____ ENTRIES SUPPLIED

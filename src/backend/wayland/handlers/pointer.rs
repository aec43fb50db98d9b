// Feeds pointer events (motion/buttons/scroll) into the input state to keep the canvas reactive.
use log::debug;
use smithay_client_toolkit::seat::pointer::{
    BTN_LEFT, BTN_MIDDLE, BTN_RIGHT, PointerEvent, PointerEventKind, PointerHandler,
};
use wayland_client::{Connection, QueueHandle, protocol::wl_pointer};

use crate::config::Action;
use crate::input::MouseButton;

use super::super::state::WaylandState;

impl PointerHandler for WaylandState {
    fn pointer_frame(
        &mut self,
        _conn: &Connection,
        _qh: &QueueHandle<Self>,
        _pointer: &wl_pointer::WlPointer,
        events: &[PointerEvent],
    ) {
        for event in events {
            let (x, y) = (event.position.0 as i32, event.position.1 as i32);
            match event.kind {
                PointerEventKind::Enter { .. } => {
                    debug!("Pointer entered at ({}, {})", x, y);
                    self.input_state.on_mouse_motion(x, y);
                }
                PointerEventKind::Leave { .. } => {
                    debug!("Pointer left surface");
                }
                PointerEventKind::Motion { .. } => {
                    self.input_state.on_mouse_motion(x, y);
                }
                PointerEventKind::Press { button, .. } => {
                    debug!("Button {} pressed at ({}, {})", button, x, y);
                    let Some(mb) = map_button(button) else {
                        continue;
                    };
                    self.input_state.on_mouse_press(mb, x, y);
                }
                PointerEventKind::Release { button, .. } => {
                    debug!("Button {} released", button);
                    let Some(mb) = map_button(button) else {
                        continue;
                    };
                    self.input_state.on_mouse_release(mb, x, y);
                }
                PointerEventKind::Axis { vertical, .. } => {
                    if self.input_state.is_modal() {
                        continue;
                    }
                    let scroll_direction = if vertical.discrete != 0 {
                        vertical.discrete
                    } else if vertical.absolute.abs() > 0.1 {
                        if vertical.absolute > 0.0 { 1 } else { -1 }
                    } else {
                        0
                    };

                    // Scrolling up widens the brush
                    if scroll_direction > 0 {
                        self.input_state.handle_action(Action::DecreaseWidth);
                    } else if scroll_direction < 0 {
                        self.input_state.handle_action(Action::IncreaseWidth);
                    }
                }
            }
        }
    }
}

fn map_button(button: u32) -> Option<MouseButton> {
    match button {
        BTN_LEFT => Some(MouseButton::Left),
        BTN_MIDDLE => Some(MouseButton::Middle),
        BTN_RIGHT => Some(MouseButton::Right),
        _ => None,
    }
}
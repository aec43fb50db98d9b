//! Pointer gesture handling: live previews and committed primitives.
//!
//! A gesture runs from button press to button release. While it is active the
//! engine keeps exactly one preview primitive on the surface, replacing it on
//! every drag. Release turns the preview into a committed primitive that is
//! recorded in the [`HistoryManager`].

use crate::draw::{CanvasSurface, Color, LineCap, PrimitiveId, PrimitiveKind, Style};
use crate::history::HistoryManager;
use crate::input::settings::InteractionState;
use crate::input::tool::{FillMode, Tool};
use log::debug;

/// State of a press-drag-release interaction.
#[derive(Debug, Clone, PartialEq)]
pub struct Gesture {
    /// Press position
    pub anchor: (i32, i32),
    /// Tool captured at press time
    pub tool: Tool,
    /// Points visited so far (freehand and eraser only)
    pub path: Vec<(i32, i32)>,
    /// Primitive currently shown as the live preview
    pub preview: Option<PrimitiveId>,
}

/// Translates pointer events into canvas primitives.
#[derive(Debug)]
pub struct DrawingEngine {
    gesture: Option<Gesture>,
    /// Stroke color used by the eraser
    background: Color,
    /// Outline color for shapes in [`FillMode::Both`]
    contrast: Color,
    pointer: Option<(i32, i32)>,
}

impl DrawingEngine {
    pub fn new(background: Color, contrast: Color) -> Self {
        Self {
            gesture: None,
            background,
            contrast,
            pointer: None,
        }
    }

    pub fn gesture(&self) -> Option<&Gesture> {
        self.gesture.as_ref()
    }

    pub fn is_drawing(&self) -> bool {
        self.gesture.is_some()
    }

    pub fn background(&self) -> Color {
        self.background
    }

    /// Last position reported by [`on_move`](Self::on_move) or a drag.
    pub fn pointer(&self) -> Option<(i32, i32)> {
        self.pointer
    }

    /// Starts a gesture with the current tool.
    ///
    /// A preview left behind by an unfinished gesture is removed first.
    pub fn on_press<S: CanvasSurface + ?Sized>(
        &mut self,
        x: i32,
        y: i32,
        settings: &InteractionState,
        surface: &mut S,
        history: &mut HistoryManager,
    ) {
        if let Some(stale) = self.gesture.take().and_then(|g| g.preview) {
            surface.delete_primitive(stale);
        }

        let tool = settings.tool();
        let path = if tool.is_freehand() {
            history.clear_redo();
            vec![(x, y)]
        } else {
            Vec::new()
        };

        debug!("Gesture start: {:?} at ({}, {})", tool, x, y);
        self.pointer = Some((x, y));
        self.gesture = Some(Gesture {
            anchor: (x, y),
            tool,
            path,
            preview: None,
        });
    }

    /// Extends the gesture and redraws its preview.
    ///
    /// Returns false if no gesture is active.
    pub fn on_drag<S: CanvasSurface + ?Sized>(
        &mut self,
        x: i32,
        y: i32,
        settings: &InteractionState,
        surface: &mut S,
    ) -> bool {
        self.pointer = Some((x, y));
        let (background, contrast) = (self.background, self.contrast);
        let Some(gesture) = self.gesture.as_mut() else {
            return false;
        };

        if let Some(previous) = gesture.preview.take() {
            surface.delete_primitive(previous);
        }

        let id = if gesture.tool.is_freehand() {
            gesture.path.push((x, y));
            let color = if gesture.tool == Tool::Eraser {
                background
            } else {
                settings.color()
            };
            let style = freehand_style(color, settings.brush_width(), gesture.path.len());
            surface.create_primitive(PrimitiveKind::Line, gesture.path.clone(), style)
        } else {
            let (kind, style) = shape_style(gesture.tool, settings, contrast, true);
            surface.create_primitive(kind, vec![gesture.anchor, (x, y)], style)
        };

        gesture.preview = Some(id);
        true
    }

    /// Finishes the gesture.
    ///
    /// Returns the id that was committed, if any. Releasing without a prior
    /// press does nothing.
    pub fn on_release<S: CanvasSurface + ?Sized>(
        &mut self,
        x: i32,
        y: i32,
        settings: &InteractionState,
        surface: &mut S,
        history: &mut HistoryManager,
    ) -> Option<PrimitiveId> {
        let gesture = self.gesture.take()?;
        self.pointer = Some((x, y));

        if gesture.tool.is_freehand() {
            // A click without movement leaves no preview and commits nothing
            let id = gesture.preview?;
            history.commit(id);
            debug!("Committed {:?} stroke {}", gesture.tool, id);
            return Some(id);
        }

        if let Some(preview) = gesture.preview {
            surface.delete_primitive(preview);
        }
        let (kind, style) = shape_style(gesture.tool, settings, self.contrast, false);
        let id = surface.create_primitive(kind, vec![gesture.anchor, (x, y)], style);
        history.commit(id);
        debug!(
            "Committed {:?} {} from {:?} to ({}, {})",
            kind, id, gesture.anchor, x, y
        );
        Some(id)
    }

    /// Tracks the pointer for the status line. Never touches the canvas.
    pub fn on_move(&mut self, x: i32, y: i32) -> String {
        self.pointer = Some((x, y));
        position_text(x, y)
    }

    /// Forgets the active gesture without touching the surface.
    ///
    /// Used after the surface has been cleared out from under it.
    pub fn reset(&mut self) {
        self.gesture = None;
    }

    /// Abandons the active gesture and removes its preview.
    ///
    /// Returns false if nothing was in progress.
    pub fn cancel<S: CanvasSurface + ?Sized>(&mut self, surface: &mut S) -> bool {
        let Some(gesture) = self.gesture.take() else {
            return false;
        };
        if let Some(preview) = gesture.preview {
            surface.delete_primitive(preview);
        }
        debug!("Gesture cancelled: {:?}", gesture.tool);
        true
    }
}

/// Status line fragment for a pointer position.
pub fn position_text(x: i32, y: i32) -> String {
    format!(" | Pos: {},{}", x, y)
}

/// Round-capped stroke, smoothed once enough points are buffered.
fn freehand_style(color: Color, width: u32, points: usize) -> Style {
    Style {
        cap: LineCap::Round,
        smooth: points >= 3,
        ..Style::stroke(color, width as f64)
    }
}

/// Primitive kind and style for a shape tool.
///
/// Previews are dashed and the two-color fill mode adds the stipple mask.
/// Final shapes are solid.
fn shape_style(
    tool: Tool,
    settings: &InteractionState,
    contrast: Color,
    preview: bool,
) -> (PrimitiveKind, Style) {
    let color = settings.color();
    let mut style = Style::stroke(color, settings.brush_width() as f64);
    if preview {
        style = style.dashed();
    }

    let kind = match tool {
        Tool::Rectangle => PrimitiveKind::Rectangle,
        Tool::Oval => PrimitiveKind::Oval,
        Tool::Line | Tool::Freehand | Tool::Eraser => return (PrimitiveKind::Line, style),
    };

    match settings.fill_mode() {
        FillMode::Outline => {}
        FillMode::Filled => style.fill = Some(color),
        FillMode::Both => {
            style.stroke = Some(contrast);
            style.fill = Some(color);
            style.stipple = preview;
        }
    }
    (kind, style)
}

________
____ ENTRIES SUPPLIED

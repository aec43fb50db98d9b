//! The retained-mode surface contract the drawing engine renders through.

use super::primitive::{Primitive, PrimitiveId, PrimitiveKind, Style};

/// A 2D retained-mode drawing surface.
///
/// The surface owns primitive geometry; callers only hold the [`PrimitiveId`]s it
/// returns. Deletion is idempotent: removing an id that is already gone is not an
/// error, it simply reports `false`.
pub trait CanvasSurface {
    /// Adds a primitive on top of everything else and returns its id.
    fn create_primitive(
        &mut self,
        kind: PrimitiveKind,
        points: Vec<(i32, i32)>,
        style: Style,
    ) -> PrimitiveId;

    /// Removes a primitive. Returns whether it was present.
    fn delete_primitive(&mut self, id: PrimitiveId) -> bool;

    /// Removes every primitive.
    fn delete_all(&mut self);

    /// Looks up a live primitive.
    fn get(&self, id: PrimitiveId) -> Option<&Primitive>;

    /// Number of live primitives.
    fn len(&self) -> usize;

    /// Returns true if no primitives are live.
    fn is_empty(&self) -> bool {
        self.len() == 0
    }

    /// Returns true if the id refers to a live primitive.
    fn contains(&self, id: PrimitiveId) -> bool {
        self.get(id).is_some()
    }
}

________
____ ENTRIES SUPPLIED

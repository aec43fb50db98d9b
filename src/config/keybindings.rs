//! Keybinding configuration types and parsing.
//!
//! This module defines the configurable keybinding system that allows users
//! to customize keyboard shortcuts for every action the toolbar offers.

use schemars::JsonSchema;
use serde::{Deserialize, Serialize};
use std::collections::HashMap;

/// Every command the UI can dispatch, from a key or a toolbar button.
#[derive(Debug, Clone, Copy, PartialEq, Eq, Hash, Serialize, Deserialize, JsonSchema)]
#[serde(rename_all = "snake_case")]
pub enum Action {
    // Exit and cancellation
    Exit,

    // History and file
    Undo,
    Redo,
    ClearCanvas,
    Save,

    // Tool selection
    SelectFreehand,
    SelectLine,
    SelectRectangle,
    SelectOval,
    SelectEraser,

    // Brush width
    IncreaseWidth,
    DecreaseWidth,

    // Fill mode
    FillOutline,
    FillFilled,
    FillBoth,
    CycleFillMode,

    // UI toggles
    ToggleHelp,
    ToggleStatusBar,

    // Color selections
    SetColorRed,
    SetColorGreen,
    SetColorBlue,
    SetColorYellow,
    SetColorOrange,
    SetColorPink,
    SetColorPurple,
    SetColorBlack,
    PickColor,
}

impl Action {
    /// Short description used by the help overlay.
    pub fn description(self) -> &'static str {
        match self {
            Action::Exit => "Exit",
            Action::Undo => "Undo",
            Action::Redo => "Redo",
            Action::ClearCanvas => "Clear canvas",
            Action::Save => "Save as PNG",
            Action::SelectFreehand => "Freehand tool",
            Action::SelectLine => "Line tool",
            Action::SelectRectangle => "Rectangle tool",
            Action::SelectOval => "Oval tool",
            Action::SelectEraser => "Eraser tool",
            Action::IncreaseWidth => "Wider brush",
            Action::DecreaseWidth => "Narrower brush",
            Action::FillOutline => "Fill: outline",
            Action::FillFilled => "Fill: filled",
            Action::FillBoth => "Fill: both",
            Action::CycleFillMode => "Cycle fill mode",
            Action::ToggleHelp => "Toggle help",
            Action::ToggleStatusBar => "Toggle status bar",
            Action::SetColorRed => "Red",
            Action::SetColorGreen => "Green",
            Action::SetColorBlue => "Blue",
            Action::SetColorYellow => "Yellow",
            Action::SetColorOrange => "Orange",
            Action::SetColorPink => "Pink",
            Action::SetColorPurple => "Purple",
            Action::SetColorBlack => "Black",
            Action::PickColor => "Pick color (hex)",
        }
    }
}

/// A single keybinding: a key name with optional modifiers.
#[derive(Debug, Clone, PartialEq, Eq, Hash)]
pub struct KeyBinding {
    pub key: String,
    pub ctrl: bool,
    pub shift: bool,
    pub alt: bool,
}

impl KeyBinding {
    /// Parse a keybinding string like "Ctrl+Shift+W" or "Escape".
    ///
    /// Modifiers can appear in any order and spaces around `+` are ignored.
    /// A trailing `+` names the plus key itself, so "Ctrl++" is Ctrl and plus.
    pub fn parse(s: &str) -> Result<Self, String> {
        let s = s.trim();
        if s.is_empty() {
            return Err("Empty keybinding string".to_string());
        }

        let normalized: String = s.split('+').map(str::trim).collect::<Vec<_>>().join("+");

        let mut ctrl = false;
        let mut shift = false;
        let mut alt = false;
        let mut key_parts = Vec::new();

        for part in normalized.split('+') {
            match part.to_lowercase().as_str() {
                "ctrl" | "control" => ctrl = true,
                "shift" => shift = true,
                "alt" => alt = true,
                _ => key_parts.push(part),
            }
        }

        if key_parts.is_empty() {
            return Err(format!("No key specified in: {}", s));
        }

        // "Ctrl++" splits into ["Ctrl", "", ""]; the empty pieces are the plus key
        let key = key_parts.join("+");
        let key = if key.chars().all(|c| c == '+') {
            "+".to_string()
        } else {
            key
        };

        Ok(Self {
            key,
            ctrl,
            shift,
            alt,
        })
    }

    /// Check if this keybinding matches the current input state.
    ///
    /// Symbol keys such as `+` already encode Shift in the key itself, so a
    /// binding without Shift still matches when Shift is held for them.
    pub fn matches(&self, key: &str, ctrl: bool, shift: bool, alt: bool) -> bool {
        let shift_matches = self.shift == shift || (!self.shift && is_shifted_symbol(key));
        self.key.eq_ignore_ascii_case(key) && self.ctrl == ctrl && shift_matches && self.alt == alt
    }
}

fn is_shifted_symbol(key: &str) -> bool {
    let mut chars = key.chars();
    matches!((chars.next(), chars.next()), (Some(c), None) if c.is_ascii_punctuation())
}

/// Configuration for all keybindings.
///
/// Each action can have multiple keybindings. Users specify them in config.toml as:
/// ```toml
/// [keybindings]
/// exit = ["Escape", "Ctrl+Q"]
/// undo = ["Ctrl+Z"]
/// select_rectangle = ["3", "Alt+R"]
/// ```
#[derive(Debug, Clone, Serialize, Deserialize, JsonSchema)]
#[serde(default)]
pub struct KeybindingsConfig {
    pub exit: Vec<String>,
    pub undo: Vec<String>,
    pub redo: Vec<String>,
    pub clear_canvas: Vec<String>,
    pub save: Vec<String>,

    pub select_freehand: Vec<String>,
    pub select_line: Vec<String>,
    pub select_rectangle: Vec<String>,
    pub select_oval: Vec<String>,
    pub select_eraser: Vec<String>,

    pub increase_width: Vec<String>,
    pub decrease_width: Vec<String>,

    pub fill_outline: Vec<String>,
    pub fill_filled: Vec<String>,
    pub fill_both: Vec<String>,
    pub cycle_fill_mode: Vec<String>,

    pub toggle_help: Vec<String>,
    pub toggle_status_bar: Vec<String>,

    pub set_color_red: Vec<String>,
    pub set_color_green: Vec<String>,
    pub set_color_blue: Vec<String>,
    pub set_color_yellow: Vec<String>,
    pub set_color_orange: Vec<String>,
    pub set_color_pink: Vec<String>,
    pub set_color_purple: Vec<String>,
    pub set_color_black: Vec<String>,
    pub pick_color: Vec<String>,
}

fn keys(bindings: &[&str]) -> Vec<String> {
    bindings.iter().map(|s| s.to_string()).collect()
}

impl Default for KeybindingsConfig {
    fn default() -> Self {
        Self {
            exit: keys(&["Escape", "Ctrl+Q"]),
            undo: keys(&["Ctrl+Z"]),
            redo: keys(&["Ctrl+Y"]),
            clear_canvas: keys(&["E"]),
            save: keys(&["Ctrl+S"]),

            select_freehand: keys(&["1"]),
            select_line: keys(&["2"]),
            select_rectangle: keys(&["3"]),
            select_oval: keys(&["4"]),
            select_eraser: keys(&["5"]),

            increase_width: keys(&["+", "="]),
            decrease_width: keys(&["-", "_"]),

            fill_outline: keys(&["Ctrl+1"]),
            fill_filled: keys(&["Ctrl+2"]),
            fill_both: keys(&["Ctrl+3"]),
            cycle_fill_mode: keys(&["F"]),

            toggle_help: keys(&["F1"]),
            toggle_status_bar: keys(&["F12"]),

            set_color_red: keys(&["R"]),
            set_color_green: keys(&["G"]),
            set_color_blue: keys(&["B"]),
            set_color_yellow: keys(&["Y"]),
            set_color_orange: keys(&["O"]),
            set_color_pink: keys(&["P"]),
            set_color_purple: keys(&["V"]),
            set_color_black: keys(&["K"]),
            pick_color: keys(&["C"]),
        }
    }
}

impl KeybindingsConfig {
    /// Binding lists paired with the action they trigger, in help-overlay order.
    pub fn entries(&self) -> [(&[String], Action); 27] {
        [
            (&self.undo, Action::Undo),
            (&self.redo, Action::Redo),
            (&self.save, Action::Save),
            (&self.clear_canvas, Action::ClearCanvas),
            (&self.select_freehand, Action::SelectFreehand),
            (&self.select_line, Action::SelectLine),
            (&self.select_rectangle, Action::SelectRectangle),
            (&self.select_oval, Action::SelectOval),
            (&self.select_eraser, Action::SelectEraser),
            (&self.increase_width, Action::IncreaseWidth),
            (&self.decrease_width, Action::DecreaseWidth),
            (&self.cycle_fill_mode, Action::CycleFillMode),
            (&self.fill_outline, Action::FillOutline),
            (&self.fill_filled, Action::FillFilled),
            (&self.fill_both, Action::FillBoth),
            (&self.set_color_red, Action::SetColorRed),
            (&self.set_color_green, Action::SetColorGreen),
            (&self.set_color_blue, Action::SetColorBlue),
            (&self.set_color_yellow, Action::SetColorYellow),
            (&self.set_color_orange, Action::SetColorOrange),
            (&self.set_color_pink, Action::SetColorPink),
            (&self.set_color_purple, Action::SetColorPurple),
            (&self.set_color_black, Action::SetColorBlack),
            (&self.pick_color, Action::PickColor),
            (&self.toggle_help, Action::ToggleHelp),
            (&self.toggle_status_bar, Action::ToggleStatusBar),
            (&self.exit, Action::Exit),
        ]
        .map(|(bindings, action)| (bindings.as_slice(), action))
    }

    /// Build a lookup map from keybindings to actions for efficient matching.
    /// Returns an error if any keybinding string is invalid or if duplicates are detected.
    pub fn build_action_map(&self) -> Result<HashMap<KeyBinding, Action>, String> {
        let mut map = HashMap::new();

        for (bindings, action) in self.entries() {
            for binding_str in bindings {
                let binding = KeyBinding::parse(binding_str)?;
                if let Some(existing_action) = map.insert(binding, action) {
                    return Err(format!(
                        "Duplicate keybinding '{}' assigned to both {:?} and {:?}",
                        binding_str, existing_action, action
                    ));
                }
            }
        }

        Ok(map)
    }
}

________

§ WORK TO COMPLETE: Among the lines of the preceding data, which ones hold the word "only"? List them.

§ OUTPUT FOR THIS TASK:
    /// Points visited so far (freehand and eraser only)
/// The surface owns primitive geometry; callers only hold the [`PrimitiveId`]s it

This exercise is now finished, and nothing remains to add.